Leprosy
Leprosy disease information
Written about and dreaded since Biblical times, leprosy is a bacterial illness that is the cause of permanent disability of two to three million people worldwide. The highest concentrations of leprosy sufferers are in India, Brazil and Burma.
Once an automatic sentence of banishment from society and eventual death, leprosy is now controlled by antibiotics. Incidence of new cases has consistently decreased since 2004.
What is Leprosy?
Leprosy includes two strains: tuberculoid and lepromatous. Tuberculoid-leprosy sufferers sometimes self-heal without any medical treatment. The lepromatous form is more severe, however. Its large, disfiguring lumps and bumps will almost always only worsen unless the patient gets medical help. Both are progressive illnesses that eat away at the skin, nerves and limbs. They also diminish eyesight.

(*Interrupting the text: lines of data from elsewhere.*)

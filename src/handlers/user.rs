use axum::{http::StatusCode, Extension, Json};
use chrono::Utc;
use tracing::error;

use crate::auth::auth::AuthUser;
use crate::db;
use crate::models::{error_response, ErrorResponse, UpdateProfileRequest, UserProfile};
use crate::services::profile_service;

/// The caller's profile, falling back to the token identity when no
/// profile row exists yet
pub async fn get_profile(
    Extension(user): Extension<AuthUser>,
) -> Result<(StatusCode, Json<UserProfile>), (StatusCode, Json<ErrorResponse>)> {
    let db = db::get_db()
        .ok_or_else(|| error_response(StatusCode::SERVICE_UNAVAILABLE, "Database not initialized"))?;

    let profile = db.get_user(&user.uid).await.map_err(|e| {
        error!("Failed to load profile for {}: {}", user.uid, e);
        error_response(StatusCode::INTERNAL_SERVER_ERROR, "Failed to load profile")
    })?;

    let profile = match profile {
        Some(row) => UserProfile {
            user_id: row.user_id,
            display_name: row.display_name,
            updated_at: row.updated_at,
        },
        None => UserProfile {
            user_id: user.uid.clone(),
            display_name: user.label(),
            updated_at: Utc::now(),
        },
    };

    Ok((StatusCode::OK, Json(profile)))
}

/// Update the caller's display name
pub async fn update_profile(
    Extension(user): Extension<AuthUser>,
    Json(payload): Json<UpdateProfileRequest>,
) -> Result<(StatusCode, Json<UserProfile>), (StatusCode, Json<ErrorResponse>)> {
    let display_name = payload.display_name.trim();
    if display_name.is_empty() {
        return Err(error_response(StatusCode::BAD_REQUEST, "Display name is required"));
    }

    let db = db::get_db()
        .ok_or_else(|| error_response(StatusCode::SERVICE_UNAVAILABLE, "Database not initialized"))?;

    db.upsert_user(&user.uid, display_name).await.map_err(|e| {
        error!("Failed to update profile for {}: {}", user.uid, e);
        error_response(StatusCode::INTERNAL_SERVER_ERROR, "Failed to update profile")
    })?;

    profile_service::invalidate_display_name(&user.uid);

    Ok((
        StatusCode::OK,
        Json(UserProfile {
            user_id: user.uid.clone(),
            display_name: display_name.to_string(),
            updated_at: Utc::now(),
        }),
    ))
}
use chrono::{DateTime, Utc};
use serde::{Deserialize, Serialize};
use sqlx::Error as SqlxError;
use tracing::info;
use uuid::Uuid;

use super::pool::Db;

/// Room row from the database
#[derive(Debug, Clone, Serialize, Deserialize, sqlx::FromRow)]
pub struct RoomRow {
    pub room_id: String,
    pub room_name: String,
    pub language: String,
    pub content: String,
    pub is_private: bool,
    pub password_hash: Option<String>,
    pub is_active: bool,
    pub created_by: String,
    pub muted_users: Vec<String>,
    pub created_date: DateTime<Utc>,
}

/// Membership row
#[derive(Debug, Clone, Serialize, Deserialize, sqlx::FromRow)]
pub struct MemberRow {
    pub room_id: String,
    pub user_id: String,
    pub role: String,
    pub joined_at: DateTime<Utc>,
}

/// Chat message row
#[derive(Debug, Clone, Serialize, Deserialize, sqlx::FromRow)]
pub struct RoomMessageRow {
    pub id: Uuid,
    pub room_id: String,
    pub sender: String,
    pub display_name: String,
    pub content: String,
    pub created_date: DateTime<Utc>,
}

/// Saved content snapshot row
#[derive(Debug, Clone, Serialize, Deserialize, sqlx::FromRow)]
pub struct RoomVersionRow {
    pub id: Uuid,
    pub room_id: String,
    pub content: String,
    pub saved_by: String,
    pub created_date: DateTime<Utc>,
}

impl Db {
    /// Insert a room together with its owner membership, atomically
    pub async fn insert_room(&self, room: &RoomRow) -> Result<(), SqlxError> {
        let mut tx = self.pool.begin().await?;

        sqlx::query(
            r#"
            INSERT INTO rooms (room_id, room_name, language, content, is_private,
                               password_hash, is_active, created_by, muted_users, created_date)
            VALUES ($1, $2, $3, $4, $5, $6, $7, $8, $9, $10)
            "#,
        )
        .bind(&room.room_id)
        .bind(&room.room_name)
        .bind(&room.language)
        .bind(&room.content)
        .bind(room.is_private)
        .bind(&room.password_hash)
        .bind(room.is_active)
        .bind(&room.created_by)
        .bind(&room.muted_users)
        .bind(room.created_date)
        .execute(&mut *tx)
        .await?;

        sqlx::query(
            "INSERT INTO room_members (room_id, user_id, role, joined_at) VALUES ($1, $2, 'owner', $3)",
        )
        .bind(&room.room_id)
        .bind(&room.created_by)
        .bind(room.created_date)
        .execute(&mut *tx)
        .await?;

        tx.commit().await?;

        info!("Room created: {} by {}", room.room_id, room.created_by);
        Ok(())
    }

    /// Fetch a room by its 6-character id
    pub async fn get_room(&self, room_id: &str) -> Result<Option<RoomRow>, SqlxError> {
        sqlx::query_as::<_, RoomRow>("SELECT * FROM rooms WHERE room_id = $1")
            .bind(room_id)
            .fetch_optional(&self.pool)
            .await
    }

    /// Check whether a room id is already in use, active or not
    pub async fn room_id_taken(&self, room_id: &str) -> Result<bool, SqlxError> {
        let row: Option<(String,)> = sqlx::query_as("SELECT room_id FROM rooms WHERE room_id = $1")
            .bind(room_id)
            .fetch_optional(&self.pool)
            .await?;
        Ok(row.is_some())
    }

    /// Active rooms where the user is the owner or a member
    pub async fn list_rooms_for_user(&self, user_id: &str) -> Result<Vec<RoomRow>, SqlxError> {
        sqlx::query_as::<_, RoomRow>(
            r#"
            SELECT DISTINCT r.*
            FROM rooms r
            LEFT JOIN room_members m ON r.room_id = m.room_id
            WHERE r.is_active = TRUE
              AND (r.created_by = $1 OR m.user_id = $1)
            ORDER BY r.created_date DESC
            "#,
        )
        .bind(user_id)
        .fetch_all(&self.pool)
        .await
    }

    /// Overwrite the room content. Last write wins, whole-document granularity.
    pub async fn update_room_content(&self, room_id: &str, content: &str) -> Result<(), SqlxError> {
        sqlx::query("UPDATE rooms SET content = $1 WHERE room_id = $2")
            .bind(content)
            .bind(room_id)
            .execute(&self.pool)
            .await?;
        Ok(())
    }

    /// Update privacy flag and password hash
    pub async fn update_room_settings(
        &self,
        room_id: &str,
        is_private: bool,
        password_hash: Option<&str>,
    ) -> Result<(), SqlxError> {
        sqlx::query("UPDATE rooms SET is_private = $1, password_hash = $2 WHERE room_id = $3")
            .bind(is_private)
            .bind(password_hash)
            .bind(room_id)
            .execute(&self.pool)
            .await?;
        Ok(())
    }

    /// Soft-delete a room by flipping its active flag
    pub async fn deactivate_room(&self, room_id: &str) -> Result<(), SqlxError> {
        sqlx::query("UPDATE rooms SET is_active = FALSE WHERE room_id = $1")
            .bind(room_id)
            .execute(&self.pool)
            .await?;
        info!("Room deactivated: {}", room_id);
        Ok(())
    }

    /// Replace the room's mute list
    pub async fn set_muted_users(
        &self,
        room_id: &str,
        muted_users: &[String],
    ) -> Result<(), SqlxError> {
        sqlx::query("UPDATE rooms SET muted_users = $1 WHERE room_id = $2")
            .bind(muted_users)
            .bind(room_id)
            .execute(&self.pool)
            .await?;
        Ok(())
    }

    /// Add a member, keeping an existing row untouched
    pub async fn upsert_member(
        &self,
        room_id: &str,
        user_id: &str,
        role: &str,
    ) -> Result<(), SqlxError> {
        sqlx::query(
            r#"
            INSERT INTO room_members (room_id, user_id, role, joined_at)
            VALUES ($1, $2, $3, NOW())
            ON CONFLICT (room_id, user_id) DO NOTHING
            "#,
        )
        .bind(room_id)
        .bind(user_id)
        .bind(role)
        .execute(&self.pool)
        .await?;
        Ok(())
    }

    /// Remove a member. Returns whether a row was removed.
    pub async fn remove_member(&self, room_id: &str, user_id: &str) -> Result<bool, SqlxError> {
        let result = sqlx::query("DELETE FROM room_members WHERE room_id = $1 AND user_id = $2")
            .bind(room_id)
            .bind(user_id)
            .execute(&self.pool)
            .await?;
        Ok(result.rows_affected() > 0)
    }

    /// Fetch a single membership row
    pub async fn get_member(
        &self,
        room_id: &str,
        user_id: &str,
    ) -> Result<Option<MemberRow>, SqlxError> {
        sqlx::query_as::<_, MemberRow>(
            "SELECT * FROM room_members WHERE room_id = $1 AND user_id = $2",
        )
        .bind(room_id)
        .bind(user_id)
        .fetch_optional(&self.pool)
        .await
    }

    /// All members of a room
    pub async fn list_members(&self, room_id: &str) -> Result<Vec<MemberRow>, SqlxError> {
        sqlx::query_as::<_, MemberRow>(
            "SELECT * FROM room_members WHERE room_id = $1 ORDER BY joined_at",
        )
        .bind(room_id)
        .fetch_all(&self.pool)
        .await
    }

    /// Persist a chat message
    pub async fn insert_room_message(&self, message: &RoomMessageRow) -> Result<(), SqlxError> {
        sqlx::query(
            r#"
            INSERT INTO room_messages (id, room_id, sender, display_name, content, created_date)
            VALUES ($1, $2, $3, $4, $5, $6)
            "#,
        )
        .bind(message.id)
        .bind(&message.room_id)
        .bind(&message.sender)
        .bind(&message.display_name)
        .bind(&message.content)
        .bind(message.created_date)
        .execute(&self.pool)
        .await?;
        Ok(())
    }

    /// The most recent chat messages of a room, oldest first
    pub async fn list_recent_messages(
        &self,
        room_id: &str,
        limit: i64,
    ) -> Result<Vec<RoomMessageRow>, SqlxError> {
        let mut rows = sqlx::query_as::<_, RoomMessageRow>(
            "SELECT * FROM room_messages WHERE room_id = $1 ORDER BY created_date DESC LIMIT $2",
        )
        .bind(room_id)
        .bind(limit)
        .fetch_all(&self.pool)
        .await?;
        rows.reverse();
        Ok(rows)
    }

    /// Persist a content snapshot
    pub async fn insert_room_version(&self, version: &RoomVersionRow) -> Result<(), SqlxError> {
        sqlx::query(
            r#"
            INSERT INTO room_versions (id, room_id, content, saved_by, created_date)
            VALUES ($1, $2, $3, $4, $5)
            "#,
        )
        .bind(version.id)
        .bind(&version.room_id)
        .bind(&version.content)
        .bind(&version.saved_by)
        .bind(version.created_date)
        .execute(&self.pool)
        .await?;

        info!("Version saved for room {}: {}", version.room_id, version.id);
        Ok(())
    }

    /// Version history of a room, newest first
    pub async fn list_room_versions(
        &self,
        room_id: &str,
    ) -> Result<Vec<RoomVersionRow>, SqlxError> {
        sqlx::query_as::<_, RoomVersionRow>(
            "SELECT * FROM room_versions WHERE room_id = $1 ORDER BY created_date DESC",
        )
        .bind(room_id)
        .fetch_all(&self.pool)
        .await
    }

    /// Fetch a single version snapshot
    pub async fn get_room_version(
        &self,
        room_id: &str,
        version_id: Uuid,
    ) -> Result<Option<RoomVersionRow>, SqlxError> {
        sqlx::query_as::<_, RoomVersionRow>(
            "SELECT * FROM room_versions WHERE room_id = $1 AND id = $2",
        )
        .bind(room_id)
        .bind(version_id)
        .fetch_optional(&self.pool)
        .await
    }
}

As with people infected with HIV, the virus that causes AIDS, individuals who are exposed to the pathogen might not show any signs of leprosy for years. This “incubation period,” as the lapse of time is called, can be as short as six months and as long as a decade. The disease pathogens are present in the body during this time and slowly multiplying.
Following this “incubation period,” the leprosy disease will begin to manifest itself in the form of red patches of skin and decreased sensation in some areas of the body. Leprosy symptoms become more dramatic over time. Untreated patients will experience severe pain, muscle weakness, stiff and dry skin, eye problems, thinning of the eyebrows and eyelashes and enlarged nerves (especially those around the elbow and knee). Eventually, the disease causes fingers, toes, and other body parts to become so withered that they “auto-amputate,” or fall off.
Leprosy Treatment
The first anti-leprosy antibiotic was dapsone. It worked for the first few years following its development in the 1940s. Unfortunately, dapsone-resistant strains of leprosy rendered it virtually useless. Clofazimine and rifampicin, developed in the 1960s and 1970s, yielded better results. A combination of all three, commonly called MDT (multi-drug therapy), is the standard practice today.
Individuals who have been exposed to leprosy but are not yet showing symptoms may be given Rifampicin. This drug has substantially lowered the incidence of infections.